- EXERCISE PROMPT -
Work out how many lines in the listing below carry the word "empty". Give that number alone.

- DATASET CONTENT -

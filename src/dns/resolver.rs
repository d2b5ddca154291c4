//! Record resolution with timeouts, bulk lookups and failure accounting.

use std::net::IpAddr;
use std::str::FromStr;
use std::sync::Arc;
use std::time::{Duration, Instant};

use crate::batch::{BatchConfig, BatchProcessor};
use crate::config::DNS_TIMEOUT_MS;
use crate::error_handling::{ErrorType, InitializationError, LookupError, ProcessingStats};
use crate::initialization::init_resolver;

use super::backend::{DnsBackend, HickoryBackend};
use super::types::{DnsQuery, RecordType, ResolutionResult};

/// Per-resolver settings.
#[derive(Debug, Clone)]
pub struct ResolverOptions {
    /// Upper bound for a single query, enforced on top of the backend's own.
    pub timeout: Duration,
    /// Batching used by [`DnsResolver::lookup_multiple`].
    pub batch: BatchConfig,
}

impl Default for ResolverOptions {
    fn default() -> Self {
        Self {
            timeout: Duration::from_millis(DNS_TIMEOUT_MS),
            batch: BatchConfig::for_dns(),
        }
    }
}

/// Resolves queries into [`ResolutionResult`]s.
///
/// Resolution never returns `Err`: NXDOMAIN, timeouts and transport failures
/// are all encoded in the result's status and message.
pub struct DnsResolver<B> {
    backend: Arc<B>,
    options: ResolverOptions,
    stats: Option<Arc<ProcessingStats>>,
}

impl DnsResolver<HickoryBackend> {
    /// A resolver backed by hickory.
    ///
    /// `servers` is fixed for the resolver's lifetime; an empty slice means
    /// the system configuration.
    pub fn with_servers(
        servers: &[IpAddr],
        options: ResolverOptions,
    ) -> Result<Self, InitializationError> {
        let resolver = init_resolver(options.timeout, servers)?;
        Ok(Self::new(Arc::new(HickoryBackend::new(resolver)), options))
    }
}

impl<B: DnsBackend> DnsResolver<B> {
    pub fn new(backend: Arc<B>, options: ResolverOptions) -> Self {
        Self {
            backend,
            options,
            stats: None,
        }
    }

    /// Counts every failed resolution in `stats`.
    pub fn with_stats(mut self, stats: Arc<ProcessingStats>) -> Self {
        self.stats = Some(stats);
        self
    }

    pub fn backend(&self) -> &Arc<B> {
        &self.backend
    }

    pub fn options(&self) -> &ResolverOptions {
        &self.options
    }

    /// Resolves `domain` for `record_type` within the resolver's timeout.
    ///
    /// `CAA` is answered locally with a successful empty result.
    pub async fn resolve(&self, domain: &str, record_type: RecordType) -> ResolutionResult {
        self.resolve_with(domain, record_type, self.options.timeout)
            .await
    }

    /// Like [`resolve`](Self::resolve), bounded by `timeout` for this call only.
    pub async fn resolve_with(
        &self,
        domain: &str,
        record_type: RecordType,
        timeout: Duration,
    ) -> ResolutionResult {
        let query = DnsQuery::new(domain, record_type);
        let start = Instant::now();

        if record_type == RecordType::CAA {
            return ResolutionResult::success(query, Vec::new(), elapsed_ms(start));
        }

        let outcome = tokio::time::timeout(timeout, self.backend.lookup(domain, record_type)).await;

        let result = match outcome {
            Ok(Ok(records)) => ResolutionResult::success(query, records, elapsed_ms(start)),
            Ok(Err(LookupError::Timeout(_))) | Err(_) => ResolutionResult::failure(
                query,
                ErrorType::Timeout,
                format!("DNS query timed out after {}ms", timeout.as_millis()),
                true,
                elapsed_ms(start),
            ),
            Ok(Err(e)) => ResolutionResult::failure(
                query,
                e.error_type(),
                e.to_string(),
                e.is_retriable(),
                elapsed_ms(start),
            ),
        };

        if !result.is_success() {
            log::debug!(
                "{} lookup failed for {}: {}",
                record_type,
                domain,
                result.error.as_deref().unwrap_or("unknown error")
            );
            self.record_failure(&result);
        }
        result
    }

    /// Like [`resolve`](Self::resolve), with the record type given by name.
    ///
    /// An unknown name yields an error result without touching the network.
    /// Its `query.record_type` is only a placeholder (`A`); the name as given
    /// is kept in `requested_type`.
    pub async fn resolve_named(&self, domain: &str, record_type: &str) -> ResolutionResult {
        let start = Instant::now();
        match RecordType::from_str(record_type) {
            Ok(rt) => self.resolve(domain, rt).await,
            Err(_) => {
                let mut result = ResolutionResult::failure(
                    DnsQuery::new(domain, RecordType::A),
                    ErrorType::UnsupportedRecordType,
                    format!("Unsupported record type: {record_type}"),
                    false,
                    elapsed_ms(start),
                );
                result.requested_type = Some(record_type.to_string());
                self.record_failure(&result);
                result
            }
        }
    }

    /// Looks up PTR records for a textual IPv4 or IPv6 address.
    pub async fn reverse_lookup(&self, ip: &str) -> ResolutionResult {
        let query = DnsQuery::new(ip, RecordType::PTR);
        let start = Instant::now();

        let addr = match ip.trim().parse::<IpAddr>() {
            Ok(addr) => addr,
            Err(_) => {
                let result = ResolutionResult::failure(
                    query,
                    ErrorType::NetworkError,
                    LookupError::InvalidQuery(format!("not an IP address: {ip}")).to_string(),
                    false,
                    elapsed_ms(start),
                );
                self.record_failure(&result);
                return result;
            }
        };

        let outcome = tokio::time::timeout(self.options.timeout, self.backend.reverse(addr)).await;
        let result = match outcome {
            Ok(Ok(records)) => ResolutionResult::success(query, records, elapsed_ms(start)),
            Ok(Err(LookupError::Timeout(_))) | Err(_) => ResolutionResult::failure(
                query,
                ErrorType::Timeout,
                format!(
                    "Reverse lookup timed out after {}ms",
                    self.options.timeout.as_millis()
                ),
                true,
                elapsed_ms(start),
            ),
            Ok(Err(e)) => ResolutionResult::failure(
                query,
                e.error_type(),
                e.to_string(),
                e.is_retriable(),
                elapsed_ms(start),
            ),
        };

        if !result.is_success() {
            self.record_failure(&result);
        }
        result
    }

    /// Resolves many domains for one record type.
    ///
    /// Returns exactly one result per input, in input order. Transient
    /// failures (timeouts, transport errors) are retried per the batch
    /// configuration; the last attempt's result is kept.
    pub async fn lookup_multiple(
        &self,
        domains: &[String],
        record_type: RecordType,
    ) -> Vec<ResolutionResult> {
        let items: Vec<(usize, String)> = domains.iter().cloned().enumerate().collect();
        let processor = BatchProcessor::new(self.options.batch.clone());

        let outcome = processor
            .process(items, |(index, domain)| async move {
                let result = self.resolve(&domain, record_type).await;
                if result.retriable {
                    Err(anyhow::Error::new(TransientFailure(result)))
                } else {
                    Ok((index, result))
                }
            })
            .await;

        let mut slots: Vec<Option<ResolutionResult>> = vec![None; domains.len()];
        for (index, result) in outcome.successful {
            slots[index] = Some(result);
        }
        for failure in outcome.failed {
            let (index, domain) = failure.item;
            let result = match failure.error.downcast::<TransientFailure>() {
                Ok(TransientFailure(result)) => result,
                Err(error) => ResolutionResult::failure(
                    DnsQuery::new(domain, record_type),
                    ErrorType::NetworkError,
                    error.to_string(),
                    false,
                    0.0,
                ),
            };
            slots[index] = Some(result);
        }

        slots
            .into_iter()
            .zip(domains)
            .map(|(slot, domain)| {
                slot.unwrap_or_else(|| {
                    ResolutionResult::failure(
                        DnsQuery::new(domain.as_str(), record_type),
                        ErrorType::NetworkError,
                        "lookup was not performed",
                        false,
                        0.0,
                    )
                })
            })
            .collect()
    }

    fn record_failure(&self, result: &ResolutionResult) {
        if let (Some(stats), Some(error_type)) = (&self.stats, result.error_type) {
            stats.increment_error(error_type);
        }
    }
}

/// Carries a retriable result through the batch processor's error channel.
#[derive(Debug, thiserror::Error)]
#[error("{}", .0.error.as_deref().unwrap_or("transient DNS failure"))]
struct TransientFailure(ResolutionResult);

fn elapsed_ms(start: Instant) -> f64 {
    start.elapsed().as_secs_f64() * 1000.0
}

- TASK RESPONSE -
2